The decline was primarily due to a significant slump in net factor income from abroad, in particular from Korean corporations with overseas incomes. Net factor income from abroad is the difference between incomes received from abroad and incomes paid abroad.

Net factor income from abroad dipped to 1.3 trillion won ($1 billion) in the second quarter from 5.6 trillion won in the first quarter.

“The fall in the GNI was due to declines in interest and dividend-related incomes from abroad,” said Kim Hwa-yong, a senior Bank of Korea official in charge of economic statistics.

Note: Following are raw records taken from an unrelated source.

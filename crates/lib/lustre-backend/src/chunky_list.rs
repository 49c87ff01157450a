use std::cell::UnsafeCell;

struct TempListInner<T> {
    payload: arrayvec::ArrayVec<[T; 8]>,
    next: Option<TempList<T>>,
}

impl<T> Default for TempListInner<T> {
    fn default() -> Self {
        Self {
            payload: Default::default(),
            next: None,
        }
    }
}

/// Append-only arena handing out stable references; used for the lifetimes
/// demanded by `push_next` builder chains.
pub struct TempList<T>(UnsafeCell<Box<TempListInner<T>>>);

impl<T> Default for TempList<T> {
    fn default() -> Self {
        Self::new()
    }
}

impl<T> TempList<T> {
    pub fn new() -> Self {
        Self(UnsafeCell::new(Box::default()))
    }

    pub fn add(&self, item: T) -> &T {
        unsafe {
            let inner = &mut *self.0.get();
            if let Err(err) = inner.payload.try_push(item) {
                let mut new_payload = arrayvec::ArrayVec::new();
                new_payload.push(err.element());

                let mut new_node = Box::new(TempListInner {
                    payload: new_payload,
                    next: None,
                });

                std::mem::swap(&mut new_node, inner);
                inner.next = Some(TempList(UnsafeCell::new(new_node)));
                &inner.payload[0]
            } else {
                &inner.payload[inner.payload.len() - 1]
            }
        }
    }
}

#[test]
fn stable_refs_across_growth() {
    let list = TempList::new();
    let mut refs: Vec<&u32> = Vec::new();

    for i in 0..1024 {
        refs.push(list.add(i))
    }

    for i in 0..1024 {
        assert_eq!(i, *refs[i as usize]);
    }
}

“It is true that the quarterly-based GNI growth rate was the lowest in 18 quarters… but there is also the basis factor to consider,” Kim added. “The previous quarter’s growth rate was unusually high.”

The GNI growth rate in the first quarter of this year was 4.2 percent compared to the previous quarter.

GNI is the total domestic and foreign output claimed by residents of a country, consisting of the nation’s gross domestic product (GDP) plus income made by Koreans living abroad. It does not include income made by foreigners living in Korea.

Data also showed that second-quarter GDP growth was 0.3 percent on a quarterly basis, in line with earlier estimates by the central bank.

Compared to the second quarter a year earlier, GDP rose 2.2 percent.

The GDP was hit by a 12.2 percent quarter-on-quarter output fall in agriculture and fisheries due to a drought in the early part of the summer.

The manufacturing sector’s production rose by 1.2 percent thanks to increased output of cars and phones, while growth in services was flat.

Within the services sector, declines were seen in retail, hospitality and restaurants due to a decline in foreign tourists visiting Korea, but increased output was seen in the financial, real estate services and leasing businesses.

The central bank data also showed that Korea’s gross savings ratio, calculated by dividing gross savings by gross national disposable income, stood at 35.3 percent, down 1.2 percentage points quarter-on-quarter. The dip was due to a decrease in nominal gross national disposable income.